Machine learning and Technology:
Machine learning algorithms in its place let computers to train on data inputs and use statistical analysis in order to output values that fall within a specific range. just for this, machine learning facilitates computers in building models from sample data in order to automate decision-making processes based on data inputs. This machine learning has benefited the technology user . Facial acknowledgement technology permits social media platforms to help users tag and share photos of friends. Optical character recognition technology changes images of text into portable type. Recommendation engines, power-driven by machine learning may propose what movies or television shows to watch next based on user partialities. Car navigations are also available for users .

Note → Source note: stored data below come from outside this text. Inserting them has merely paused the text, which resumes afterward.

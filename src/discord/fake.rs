//! In-memory `DiscordChannels` used by service tests.

use std::{
    collections::{HashMap, HashSet},
    sync::{
        atomic::{AtomicU64, Ordering},
        Mutex,
    },
};

use serde_json::Value;
use serenity::{
    all::{ChannelId, CreateMessage, EditMessage, Embed, MessageId, RoleId},
    async_trait,
};

use crate::{discord::DiscordChannels, error::AppError, model::message::ChannelMessage};

/// A channel operation recorded by `FakeChannels`.
#[derive(Debug, Clone, PartialEq)]
pub enum Call {
    Fetch { channel_id: ChannelId, limit: u8 },
    /// `message` is the serialized `CreateMessage` payload.
    Send { channel_id: ChannelId, message: Value },
    /// `message` is the serialized `EditMessage` payload.
    Edit {
        channel_id: ChannelId,
        message_id: MessageId,
        message: Value,
    },
    Delete {
        channel_id: ChannelId,
        message_ids: Vec<MessageId>,
        reason: String,
    },
    Pin { channel_id: ChannelId, message_id: MessageId },
    Permission {
        channel_id: ChannelId,
        role_id: RoleId,
        allow: bool,
    },
}

/// Operations that can be told to fail.
#[derive(Debug, Clone, Copy, PartialEq, Eq, Hash)]
pub enum Operation {
    Fetch,
    Send(ChannelId),
    FetchMessage,
    Edit,
    Delete,
    Pin,
    Permission(RoleId),
}

pub struct FakeChannels {
    messages: Vec<ChannelMessage>,
    /// First embed of each existing post, rewritten by edits.
    posts: Mutex<HashMap<MessageId, Embed>>,
    failures: HashSet<Operation>,
    calls: Mutex<Vec<Call>>,
    next_message_id: AtomicU64,
}

impl FakeChannels {
    pub fn new() -> Self {
        Self {
            messages: Vec::new(),
            posts: Mutex::new(HashMap::new()),
            failures: HashSet::new(),
            calls: Mutex::new(Vec::new()),
            next_message_id: AtomicU64::new(900_000),
        }
    }

    /// Messages returned by every fetch.
    pub fn with_messages(mut self, messages: Vec<ChannelMessage>) -> Self {
        self.messages = messages;
        self
    }

    /// A post whose embed `message_embed` returns until it is edited.
    pub fn with_post(self, message_id: MessageId, embed: Embed) -> Self {
        self.posts.lock().unwrap().insert(message_id, embed);
        self
    }

    /// Current embed of a post.
    pub fn post(&self, message_id: MessageId) -> Option<Embed> {
        self.posts.lock().unwrap().get(&message_id).cloned()
    }

    pub fn failing(mut self, operation: Operation) -> Self {
        self.failures.insert(operation);
        self
    }

    pub fn calls(&self) -> Vec<Call> {
        self.calls.lock().unwrap().clone()
    }

    /// Payloads of every message sent to `channel_id`, in order.
    pub fn sent_to(&self, channel_id: ChannelId) -> Vec<Value> {
        self.calls()
            .into_iter()
            .filter_map(|call| match call {
                Call::Send {
                    channel_id: target,
                    message,
                } if target == channel_id => Some(message),
                _ => None,
            })
            .collect()
    }

    fn record(&self, call: Call, operation: Operation) -> Result<(), AppError> {
        self.calls.lock().unwrap().push(call);

        if self.failures.contains(&operation) {
            return Err(serenity::Error::Other("injected failure").into());
        }

        Ok(())
    }
}

#[async_trait]
impl DiscordChannels for FakeChannels {
    async fn recent_messages(
        &self,
        channel_id: ChannelId,
        limit: u8,
    ) -> Result<Vec<ChannelMessage>, AppError> {
        self.record(Call::Fetch { channel_id, limit }, Operation::Fetch)?;

        Ok(self
            .messages
            .iter()
            .take(usize::from(limit))
            .cloned()
            .collect())
    }

    async fn send_message(
        &self,
        channel_id: ChannelId,
        message: CreateMessage,
    ) -> Result<MessageId, AppError> {
        let message = serde_json::to_value(&message).unwrap();
        self.record(
            Call::Send {
                channel_id,
                message,
            },
            Operation::Send(channel_id),
        )?;

        Ok(MessageId::new(
            self.next_message_id.fetch_add(1, Ordering::SeqCst),
        ))
    }

    async fn message_embed(
        &self,
        _channel_id: ChannelId,
        message_id: MessageId,
    ) -> Result<Option<Embed>, AppError> {
        if self.failures.contains(&Operation::FetchMessage) {
            return Err(serenity::Error::Other("injected failure").into());
        }

        let embed = self.post(message_id);
        // Lets concurrent callers interleave between read and write.
        tokio::task::yield_now().await;

        Ok(embed)
    }

    async fn edit_message(
        &self,
        channel_id: ChannelId,
        message_id: MessageId,
        message: EditMessage,
    ) -> Result<(), AppError> {
        let message = serde_json::to_value(&message).unwrap();
        self.record(
            Call::Edit {
                channel_id,
                message_id,
                message: message.clone(),
            },
            Operation::Edit,
        )?;

        if let Some(embed) = message["embeds"].get(0) {
            let embed = serde_json::from_value(embed.clone()).unwrap();
            self.posts.lock().unwrap().insert(message_id, embed);
        }

        Ok(())
    }

    async fn delete_messages(
        &self,
        channel_id: ChannelId,
        message_ids: &[MessageId],
        reason: &str,
    ) -> Result<(), AppError> {
        self.record(
            Call::Delete {
                channel_id,
                message_ids: message_ids.to_vec(),
                reason: reason.to_string(),
            },
            Operation::Delete,
        )
    }

    async fn pin_message(
        &self,
        channel_id: ChannelId,
        message_id: MessageId,
        _reason: &str,
    ) -> Result<(), AppError> {
        self.record(
            Call::Pin {
                channel_id,
                message_id,
            },
            Operation::Pin,
        )
    }

    async fn set_send_messages(
        &self,
        channel_id: ChannelId,
        role_id: RoleId,
        allow: bool,
    ) -> Result<(), AppError> {
        self.record(
            Call::Permission {
                channel_id,
                role_id,
                allow,
            },
            Operation::Permission(role_id),
        )
    }
}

Categories of machine learning:
In machine learning, chores are generally categorized into broad four categories. These categories are based on how learning is acknowledged and how the feedback is given on the learning of the developed system. These are the the four major categories or methods of learning.
In supervised learning the correct classes of trained data are known it depends on algorithm trained by human input condensed expenditure on manual review for application and coding. Therefore supervised learning therefore uses patterns to calculate label values on additional unlabeled data.
In unsupervised learning the correct classes of trained data are not known or the data is unlabeled and in contrast there is high reliance on raw data with large expenditure .it is used for transactional data it provides the algorithm with no labeled data in order to allow it to find structure within its input data. Let’s explore these methods in more detail.
Semi supervised learning
Semi supervised learning is the combination of both supervised and unsupervised learning. it stressed on analytical trained by human input and calculated analysis.
Reinforcement learning allows the machines or software to improve or learn from the feedback the change in behavior from feedback may be for once or keep up going with respect to feedback.